[Exercise brief]
Repeat the entries below exactly. Begin with the first line and end with the line that contains "const DEFAULT_CATALOG_CACHE_TTL_MINUTES: u64".

(Records from a data source)
[Start of section]
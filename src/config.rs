// src/config.rs

use std::env;
use std::net::SocketAddr;
use std::str::FromStr;
use std::time::Duration;

use url::Url;

use crate::errors::AppError;
use crate::models::CatalogSourceKind;

const DEFAULT_BIND_ADDR: &str = "0.0.0.0:3000";
const DEFAULT_REMOTE_TIMEOUT_SECS: u64 = 15;
const DEFAULT_CART_TTL_MINUTES: u64 = 30;
const DEFAULT_CATALOG_CACHE_TTL_MINUTES: u64 = 30;
const DEFAULT_STATIC_DIR: &str = "static";

#[derive(Debug, Clone)]
pub struct AppConfig {
    pub bind_addr: SocketAddr,
    pub catalog_source: CatalogSourceKind,
    /// Wymagany tylko dla `CatalogSourceKind::Remote`
    pub products_api_url: Option<Url>,
    pub remote_timeout: Duration,
    pub cart_ttl: Duration,
    pub catalog_cache_ttl: Duration,
    pub static_dir: String,
}

impl AppConfig {
    pub fn from_env() -> Result<Self, AppError> {
        Self::from_lookup(|key| env::var(key).ok())
    }

    /// Buduje konfigurację z dowolnego źródła zmiennych (ułatwia testy).
    pub fn from_lookup<F>(lookup: F) -> Result<Self, AppError>
    where
        F: Fn(&str) -> Option<String>,
    {
        let bind_addr = lookup("BIND_ADDR").unwrap_or_else(|| DEFAULT_BIND_ADDR.to_string());
        let bind_addr = SocketAddr::from_str(&bind_addr)
            .map_err(|e| AppError::Config(format!("BIND_ADDR '{}': {}", bind_addr, e)))?;

        let catalog_source = match lookup("CATALOG_SOURCE") {
            Some(raw) => CatalogSourceKind::from_str(raw.trim()).map_err(|_| {
                AppError::Config(format!(
                    "CATALOG_SOURCE musi być 'static' albo 'remote', otrzymano '{}'",
                    raw
                ))
            })?,
            None => CatalogSourceKind::Static,
        };

        let products_api_url = match lookup("PRODUCTS_API_URL") {
            Some(raw) => Some(parse_api_base(&raw)?),
            None => None,
        };

        if catalog_source == CatalogSourceKind::Remote && products_api_url.is_none() {
            return Err(AppError::Config(
                "PRODUCTS_API_URL must be set when CATALOG_SOURCE=remote".to_string(),
            ));
        }

        Ok(AppConfig {
            bind_addr,
            catalog_source,
            products_api_url,
            remote_timeout: Duration::from_secs(parse_number(
                &lookup,
                "REMOTE_TIMEOUT_SECS",
                DEFAULT_REMOTE_TIMEOUT_SECS,
            )?),
            cart_ttl: Duration::from_secs(
                60 * parse_number(&lookup, "CART_TTL_MINUTES", DEFAULT_CART_TTL_MINUTES)?,
            ),
            catalog_cache_ttl: Duration::from_secs(
                60 * parse_number(
                    &lookup,
                    "CATALOG_CACHE_TTL_MINUTES",
                    DEFAULT_CATALOG_CACHE_TTL_MINUTES,
                )?,
            ),
            static_dir: lookup("STATIC_DIR").unwrap_or_else(|| DEFAULT_STATIC_DIR.to_string()),
        })
    }
}

/// Adres bazowy API zawsze kończy się `/`, inaczej `join("api/products")`
/// zastąpiłby ostatni segment ścieżki.
fn parse_api_base(raw: &str) -> Result<Url, AppError> {
    let mut url = Url::parse(raw.trim())
        .map_err(|e| AppError::Config(format!("PRODUCTS_API_URL '{}': {}", raw, e)))?;
    if !url.path().ends_with('/') {
        let path = format!("{}/", url.path());
        url.set_path(&path);
    }
    Ok(url)
}

fn parse_number<F>(lookup: &F, key: &str, default: u64) -> Result<u64, AppError>
where
    F: Fn(&str) -> Option<String>,
{
    match lookup(key) {
        Some(raw) => raw
            .trim()
            .parse::<u64>()
            .map_err(|_| AppError::Config(format!("{} must be a valid number", key))),
        None => Ok(default),
    }
}

#[cfg(test)]
mod tests {
    use super::*;
    use std::collections::HashMap;

    fn lookup_from(pairs: &[(&str, &str)]) -> impl Fn(&str) -> Option<String> {
        let map: HashMap<String, String> = pairs
            .iter()
            .map(|(k, v)| (k.to_string(), v.to_string()))
            .collect();
        move |key| map.get(key).cloned()
    }

    #[test]
    fn defaults_to_static_catalog() {
        let config = AppConfig::from_lookup(lookup_from(&[])).unwrap();
        assert_eq!(config.catalog_source, CatalogSourceKind::Static);
        assert_eq!(config.bind_addr.port(), 3000);
        assert_eq!(config.cart_ttl, Duration::from_secs(30 * 60));
        assert!(config.products_api_url.is_none());
    }

    #[test]
    fn remote_catalog_requires_api_url() {
        let result = AppConfig::from_lookup(lookup_from(&[("CATALOG_SOURCE", "remote")]));
        assert!(matches!(result, Err(AppError::Config(_))));
    }

    #[test]
    fn remote_catalog_with_url_is_accepted() {
        let config = AppConfig::from_lookup(lookup_from(&[
            ("CATALOG_SOURCE", "remote"),
            ("PRODUCTS_API_URL", "https://shop.example.com"),
            ("REMOTE_TIMEOUT_SECS", "5"),
        ]))
        .unwrap();
        assert_eq!(config.catalog_source, CatalogSourceKind::Remote);
        assert_eq!(config.remote_timeout, Duration::from_secs(5));
        assert_eq!(
            config.products_api_url.unwrap().host_str(),
            Some("shop.example.com")
        );
    }

    #[test]
    fn api_url_path_gets_trailing_slash() {
        let config = AppConfig::from_lookup(lookup_from(&[
            ("CATALOG_SOURCE", "remote"),
            ("PRODUCTS_API_URL", "https://shop.example.com/shop"),
        ]))
        .unwrap();
        let base = config.products_api_url.unwrap();
        assert_eq!(base.as_str(), "https://shop.example.com/shop/");
        assert_eq!(
            base.join("api/products").unwrap().path(),
            "/shop/api/products"
        );

        let config = AppConfig::from_lookup(lookup_from(&[(
            "PRODUCTS_API_URL",
            "https://shop.example.com/shop/",
        )]))
        .unwrap();
        assert_eq!(
            config.products_api_url.unwrap().as_str(),
            "https://shop.example.com/shop/"
        );
    }

    #[test]
    fn invalid_number_is_a_config_error() {
        let result = AppConfig::from_lookup(lookup_from(&[("CART_TTL_MINUTES", "pół godziny")]));
        assert!(matches!(result, Err(AppError::Config(_))));
    }
}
[End of section]
[The completed task]
filename src/config.rs
// src/config.rs

use std::env;
use std::net::SocketAddr;
use std::str::FromStr;
use std::time::Duration;

use url::Url;

use crate::errors::AppError;
use crate::models::CatalogSourceKind;

const DEFAULT_BIND_ADDR: &str = "0.0.0.0:3000";
const DEFAULT_REMOTE_TIMEOUT_SECS: u64 = 15;
const DEFAULT_CART_TTL_MINUTES: u64 = 30;
const DEFAULT_CATALOG_CACHE_TTL_MINUTES: u64 = 30;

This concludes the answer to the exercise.